EXERCISE MATERIAL:

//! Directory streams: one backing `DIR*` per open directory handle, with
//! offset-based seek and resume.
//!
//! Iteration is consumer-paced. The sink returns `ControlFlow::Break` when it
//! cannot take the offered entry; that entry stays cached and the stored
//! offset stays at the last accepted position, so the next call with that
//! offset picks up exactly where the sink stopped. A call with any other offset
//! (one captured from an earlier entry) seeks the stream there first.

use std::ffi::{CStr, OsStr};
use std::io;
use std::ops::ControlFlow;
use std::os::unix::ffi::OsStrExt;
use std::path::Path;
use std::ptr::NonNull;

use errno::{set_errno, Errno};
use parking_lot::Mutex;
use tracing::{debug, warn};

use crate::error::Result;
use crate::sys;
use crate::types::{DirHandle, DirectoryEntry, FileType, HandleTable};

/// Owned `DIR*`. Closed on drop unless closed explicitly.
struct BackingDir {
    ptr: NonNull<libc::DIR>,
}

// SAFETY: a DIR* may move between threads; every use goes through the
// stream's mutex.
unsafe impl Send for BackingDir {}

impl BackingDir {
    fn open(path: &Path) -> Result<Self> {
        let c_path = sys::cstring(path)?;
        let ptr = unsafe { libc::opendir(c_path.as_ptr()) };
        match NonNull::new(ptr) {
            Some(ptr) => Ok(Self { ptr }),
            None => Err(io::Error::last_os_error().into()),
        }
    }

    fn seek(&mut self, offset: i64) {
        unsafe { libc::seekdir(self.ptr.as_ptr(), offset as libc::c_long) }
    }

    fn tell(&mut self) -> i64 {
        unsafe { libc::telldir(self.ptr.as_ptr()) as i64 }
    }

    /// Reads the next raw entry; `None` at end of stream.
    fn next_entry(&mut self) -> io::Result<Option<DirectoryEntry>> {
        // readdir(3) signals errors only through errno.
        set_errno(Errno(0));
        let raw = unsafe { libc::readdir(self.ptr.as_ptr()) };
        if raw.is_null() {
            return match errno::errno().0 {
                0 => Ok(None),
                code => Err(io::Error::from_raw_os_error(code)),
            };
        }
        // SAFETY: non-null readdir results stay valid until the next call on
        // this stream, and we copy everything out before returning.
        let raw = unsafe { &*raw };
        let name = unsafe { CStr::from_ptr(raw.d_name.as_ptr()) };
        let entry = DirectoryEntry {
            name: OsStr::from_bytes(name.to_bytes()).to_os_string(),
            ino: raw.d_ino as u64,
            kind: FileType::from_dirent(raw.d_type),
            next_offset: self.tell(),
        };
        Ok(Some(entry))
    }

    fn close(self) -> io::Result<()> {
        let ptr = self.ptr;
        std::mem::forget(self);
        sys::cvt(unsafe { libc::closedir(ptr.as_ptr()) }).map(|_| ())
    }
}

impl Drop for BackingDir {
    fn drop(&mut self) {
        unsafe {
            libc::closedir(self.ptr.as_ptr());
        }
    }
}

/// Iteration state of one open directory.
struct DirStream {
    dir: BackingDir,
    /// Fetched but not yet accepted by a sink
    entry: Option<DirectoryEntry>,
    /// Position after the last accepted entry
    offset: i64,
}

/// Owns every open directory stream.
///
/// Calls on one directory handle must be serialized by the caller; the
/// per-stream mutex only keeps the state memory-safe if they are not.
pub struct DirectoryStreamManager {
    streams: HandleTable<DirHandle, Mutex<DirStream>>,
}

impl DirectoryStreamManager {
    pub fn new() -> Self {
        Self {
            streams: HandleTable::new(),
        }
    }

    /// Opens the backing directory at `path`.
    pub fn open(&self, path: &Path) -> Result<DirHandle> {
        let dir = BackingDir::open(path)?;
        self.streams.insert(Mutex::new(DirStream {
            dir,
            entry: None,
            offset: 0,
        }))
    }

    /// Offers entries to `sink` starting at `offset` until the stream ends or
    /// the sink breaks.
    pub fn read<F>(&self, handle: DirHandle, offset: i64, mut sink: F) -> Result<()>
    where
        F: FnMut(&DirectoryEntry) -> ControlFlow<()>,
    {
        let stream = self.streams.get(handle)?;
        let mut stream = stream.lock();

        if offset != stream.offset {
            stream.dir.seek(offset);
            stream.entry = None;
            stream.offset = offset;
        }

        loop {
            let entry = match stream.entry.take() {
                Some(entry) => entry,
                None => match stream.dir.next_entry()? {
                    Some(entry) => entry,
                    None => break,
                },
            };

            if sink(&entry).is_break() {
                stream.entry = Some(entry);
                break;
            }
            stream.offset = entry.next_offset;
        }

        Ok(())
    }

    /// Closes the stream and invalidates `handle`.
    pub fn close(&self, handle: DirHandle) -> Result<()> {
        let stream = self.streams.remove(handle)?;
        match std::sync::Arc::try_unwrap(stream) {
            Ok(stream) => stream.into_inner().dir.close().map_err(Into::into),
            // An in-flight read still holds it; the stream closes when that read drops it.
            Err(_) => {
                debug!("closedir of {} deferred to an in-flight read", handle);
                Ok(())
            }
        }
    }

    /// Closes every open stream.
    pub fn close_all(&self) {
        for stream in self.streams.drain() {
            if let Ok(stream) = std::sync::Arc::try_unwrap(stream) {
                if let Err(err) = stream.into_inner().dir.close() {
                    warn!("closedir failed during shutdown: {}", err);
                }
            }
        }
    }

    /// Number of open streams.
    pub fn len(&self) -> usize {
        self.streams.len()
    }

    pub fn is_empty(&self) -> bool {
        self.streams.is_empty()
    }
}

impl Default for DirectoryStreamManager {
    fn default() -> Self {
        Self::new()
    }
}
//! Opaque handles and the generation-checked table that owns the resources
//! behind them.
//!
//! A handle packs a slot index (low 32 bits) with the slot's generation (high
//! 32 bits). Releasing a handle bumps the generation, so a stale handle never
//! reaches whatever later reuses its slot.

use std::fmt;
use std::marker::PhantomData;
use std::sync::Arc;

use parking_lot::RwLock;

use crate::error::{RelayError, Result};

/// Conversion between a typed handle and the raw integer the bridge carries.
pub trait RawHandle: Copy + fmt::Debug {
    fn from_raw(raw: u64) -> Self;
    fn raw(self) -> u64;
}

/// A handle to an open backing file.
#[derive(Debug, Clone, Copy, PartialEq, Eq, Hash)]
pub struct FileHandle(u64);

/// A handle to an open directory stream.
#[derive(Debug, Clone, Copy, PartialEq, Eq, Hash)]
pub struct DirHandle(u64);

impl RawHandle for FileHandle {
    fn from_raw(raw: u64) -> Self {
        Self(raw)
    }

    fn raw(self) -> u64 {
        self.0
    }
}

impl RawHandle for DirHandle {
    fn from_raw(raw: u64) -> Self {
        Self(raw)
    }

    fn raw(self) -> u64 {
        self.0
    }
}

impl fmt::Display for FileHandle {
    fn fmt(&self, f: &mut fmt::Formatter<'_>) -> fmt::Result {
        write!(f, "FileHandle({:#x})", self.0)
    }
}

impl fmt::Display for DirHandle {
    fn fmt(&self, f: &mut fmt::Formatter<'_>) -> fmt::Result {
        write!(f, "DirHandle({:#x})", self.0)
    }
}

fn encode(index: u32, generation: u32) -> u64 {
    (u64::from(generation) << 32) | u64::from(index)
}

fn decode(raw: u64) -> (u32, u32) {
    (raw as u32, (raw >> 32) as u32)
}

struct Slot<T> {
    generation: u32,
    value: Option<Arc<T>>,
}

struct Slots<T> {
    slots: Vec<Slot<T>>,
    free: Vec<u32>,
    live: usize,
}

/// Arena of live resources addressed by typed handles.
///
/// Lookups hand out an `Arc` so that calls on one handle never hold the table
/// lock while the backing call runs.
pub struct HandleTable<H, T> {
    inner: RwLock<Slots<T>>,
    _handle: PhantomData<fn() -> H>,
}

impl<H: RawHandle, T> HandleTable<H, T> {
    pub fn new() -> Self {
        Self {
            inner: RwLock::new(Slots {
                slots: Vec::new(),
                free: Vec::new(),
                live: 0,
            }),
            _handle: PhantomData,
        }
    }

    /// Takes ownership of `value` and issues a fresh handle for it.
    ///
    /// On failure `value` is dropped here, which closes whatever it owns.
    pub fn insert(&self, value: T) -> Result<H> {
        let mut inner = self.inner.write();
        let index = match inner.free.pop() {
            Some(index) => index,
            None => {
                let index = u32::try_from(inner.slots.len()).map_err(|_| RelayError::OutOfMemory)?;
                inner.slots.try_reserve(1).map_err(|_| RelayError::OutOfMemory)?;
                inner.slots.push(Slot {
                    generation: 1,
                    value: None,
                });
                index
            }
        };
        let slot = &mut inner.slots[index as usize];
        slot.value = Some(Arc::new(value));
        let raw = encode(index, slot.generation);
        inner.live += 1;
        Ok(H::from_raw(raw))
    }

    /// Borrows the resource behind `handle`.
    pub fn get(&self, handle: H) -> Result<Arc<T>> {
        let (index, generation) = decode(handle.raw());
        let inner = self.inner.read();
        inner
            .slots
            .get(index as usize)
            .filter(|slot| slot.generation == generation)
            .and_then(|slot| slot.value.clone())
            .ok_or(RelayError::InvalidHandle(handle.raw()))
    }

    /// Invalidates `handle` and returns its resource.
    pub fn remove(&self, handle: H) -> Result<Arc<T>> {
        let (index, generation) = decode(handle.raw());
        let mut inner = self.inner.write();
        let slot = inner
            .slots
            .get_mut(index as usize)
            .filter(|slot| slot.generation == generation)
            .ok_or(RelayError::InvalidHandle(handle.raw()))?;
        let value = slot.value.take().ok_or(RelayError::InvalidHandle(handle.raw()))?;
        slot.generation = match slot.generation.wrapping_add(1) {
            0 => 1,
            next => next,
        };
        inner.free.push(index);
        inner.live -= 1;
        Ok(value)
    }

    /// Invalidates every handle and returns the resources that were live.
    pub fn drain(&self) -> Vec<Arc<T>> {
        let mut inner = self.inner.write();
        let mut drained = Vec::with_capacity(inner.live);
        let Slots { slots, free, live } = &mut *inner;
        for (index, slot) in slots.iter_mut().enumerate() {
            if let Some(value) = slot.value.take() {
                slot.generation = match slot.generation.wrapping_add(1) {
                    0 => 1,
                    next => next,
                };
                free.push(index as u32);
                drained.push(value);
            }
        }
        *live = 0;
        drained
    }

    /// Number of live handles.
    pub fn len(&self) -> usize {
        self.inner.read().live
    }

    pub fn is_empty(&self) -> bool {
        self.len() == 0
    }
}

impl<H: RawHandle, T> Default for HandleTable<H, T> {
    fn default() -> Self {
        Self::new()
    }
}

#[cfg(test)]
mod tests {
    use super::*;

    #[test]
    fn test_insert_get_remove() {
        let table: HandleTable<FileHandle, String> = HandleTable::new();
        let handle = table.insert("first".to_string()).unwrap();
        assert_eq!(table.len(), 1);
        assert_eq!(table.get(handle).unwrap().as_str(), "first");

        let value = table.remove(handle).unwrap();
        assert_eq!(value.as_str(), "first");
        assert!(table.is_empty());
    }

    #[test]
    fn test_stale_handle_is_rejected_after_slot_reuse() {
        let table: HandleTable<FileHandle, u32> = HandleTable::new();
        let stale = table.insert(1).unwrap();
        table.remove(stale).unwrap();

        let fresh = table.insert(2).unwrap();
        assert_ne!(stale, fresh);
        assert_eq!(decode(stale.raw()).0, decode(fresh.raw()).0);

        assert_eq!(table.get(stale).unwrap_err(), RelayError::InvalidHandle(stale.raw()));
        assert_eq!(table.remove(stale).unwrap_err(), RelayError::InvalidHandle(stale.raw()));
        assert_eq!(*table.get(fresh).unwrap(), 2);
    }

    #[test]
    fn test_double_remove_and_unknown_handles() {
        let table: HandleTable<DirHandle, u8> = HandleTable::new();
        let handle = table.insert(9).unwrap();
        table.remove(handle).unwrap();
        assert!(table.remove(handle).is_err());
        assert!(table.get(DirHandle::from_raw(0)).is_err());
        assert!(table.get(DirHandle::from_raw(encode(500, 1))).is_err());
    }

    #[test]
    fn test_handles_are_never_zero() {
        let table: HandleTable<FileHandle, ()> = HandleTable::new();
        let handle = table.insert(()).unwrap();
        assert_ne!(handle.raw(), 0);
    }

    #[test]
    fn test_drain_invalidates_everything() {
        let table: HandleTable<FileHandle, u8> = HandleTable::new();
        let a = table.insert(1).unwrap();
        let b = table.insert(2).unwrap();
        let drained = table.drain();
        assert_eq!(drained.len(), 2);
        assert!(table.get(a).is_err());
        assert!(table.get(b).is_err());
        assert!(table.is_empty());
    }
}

REQUIRED ACTION: Pick each line holding "push" out of the entries above and return it.

FINISHED EXERCISE:
                inner.slots.push(Slot {
        inner.free.push(index);
                free.push(index as u32);
                drained.push(value);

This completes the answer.